That Homer had an eye for the sublime features of earth, the nobler forms of animal life, and phenomena of nature,—his bold and beautiful similes, scattered all through the Iliad, of storms, of overflowing rivers, of forests on flame, of the lion, the horse, and others, sufficiently testify; that he had a most exquisite sense of the picturesque, is shewn in almost every page of the Odyssey; in the cave of Polypheme; in good old king Laertes occupied in his farm; and in the whole episode of Ulysses at the lodge of Eumeus, the goatherd. But yet it is, after all, only in contemplating some scene of delicious rural beauty, something akin to Arcadian sweetness, that he breaks out into anything like a rapture. The abode of Calypso, as seen by Hermes on his approach to it, is an exact instance.
Then, swift ascending from the azure wave,
He took the path that winded to the cave.
Large was the grot in which the nymph he found,
The fair-haired nymph, with every beauty crowned.
She sate and sung; the rocks resound the lays;
The cave was brightened with the rising blaze;
Cedar and frankincense, an odorous pile,
Flamed on the hearth, and wide perfumed the isle,
While she with work and song the time divides,
And through the loom the golden shuttle guides.
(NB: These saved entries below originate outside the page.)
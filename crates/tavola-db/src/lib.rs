//! # tavola-db: Local Snapshot Store for Tavola POS
//!
//! Keeps the open order's snapshot on the terminal, so a crash or a power
//! cut never loses what the waiter has keyed in.
//!
//! ## Architecture Position
//! ```text
//! ┌─────────────────────────────────────────────────────────────────────────┐
//! │                        Tavola POS Data Flow                             │
//! │                                                                         │
//! │  DraftSession::apply (tavola-sync)                                      │
//! │       │                                                                 │
//! │       ▼                                                                 │
//! │  ┌─────────────────────────────────────────────────────────────────┐   │
//! │  │                     tavola-db (THIS CRATE)                      │   │
//! │  │                                                                 │   │
//! │  │   ┌───────────────┐    ┌────────────────────┐  ┌────────────┐  │   │
//! │  │   │   Database    │    │    Repositories    │  │ Migrations │  │   │
//! │  │   │   (pool.rs)   │    │   (snapshot.rs)    │  │ (embedded) │  │   │
//! │  │   │               │    │                    │  │            │  │   │
//! │  │   │ SqlitePool    │◄───│ SnapshotRepository │  │ 001_order_ │  │   │
//! │  │   │ WAL           │    │ get/put/delete     │  │ snapshots  │  │   │
//! │  │   └───────────────┘    └────────────────────┘  └────────────┘  │   │
//! │  │                                                                 │   │
//! │  └─────────────────────────────────────────────────────────────────┘   │
//! │       │                                                                 │
//! │       ▼                                                                 │
//! │  ┌─────────────────────────────────────────────────────────────────┐   │
//! │  │                     SQLite Database                             │   │
//! │  │   <platform data dir>/tavola.db                                 │   │
//! │  └─────────────────────────────────────────────────────────────────┘   │
//! └─────────────────────────────────────────────────────────────────────────┘
//! ```
//!
//! ## Module Organization
//!
//! - [`pool`] - Opening the snapshot database
//! - [`migrations`] - Embedded database migrations
//! - [`error`] - Database error types
//! - [`repository`] - Repository implementations
//!
//! ## Usage
//!
//! ```rust,ignore
//! use tavola_db::{Database, DbConfig};
//!
//! let db = Database::new(DbConfig::new("tavola.db")).await?;
//! db.snapshots().put("order_data_1842", &json).await?;
//! ```

// =============================================================================
// Module Declarations
// =============================================================================

pub mod error;
pub mod migrations;
pub mod pool;
pub mod repository;

// =============================================================================
// Re-exports
// =============================================================================

pub use error::{DbError, DbResult};
pub use pool::{Database, DbConfig};

pub use repository::snapshot::SnapshotRepository;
Without the grot a various sylvan scene
Appeared around, and groves of living green;
Poplars and alders, ever quivering, played,
And nodding cypress formed a grateful shade;
On whose high branches, waving with the storm,
The birds of broadest wing their mansion form;
The chough, the sea-mew, and loquacious crow,
And scream aloft, and skim the deeps below.
Depending vines the delving caverns screen,
With purple clusters blushing through the green.
Four limpid fountains from the clefts distil;
And every fountain forms a separate rill,
In mazy, winding wanderings down the hill:
Where bloomy meads with vivid greens were crowned,
And glowing violets threw odours round—
A scene, where if a god should cast his sight,
A god might gaze and wander with delight!
Joy touched the messenger of heaven; he stayed
Entranced, and all the blissful haunt surveyed.
Odyssey, B. v.
In Hesiod, the perception of even the delights of the summer field were far fainter. Though he fed his flock at the foot of Mount Helicon, he has little to say in praise of its aspect; and though he gives you great insight into the state of agriculture, and the simple mode of life of the country people, a very few verses furnish almost all the praise of nature which he had to bestow. His mind seemed occupied in tracing the genealogy of the gods, and framing grave maxims for the regulation of human conduct.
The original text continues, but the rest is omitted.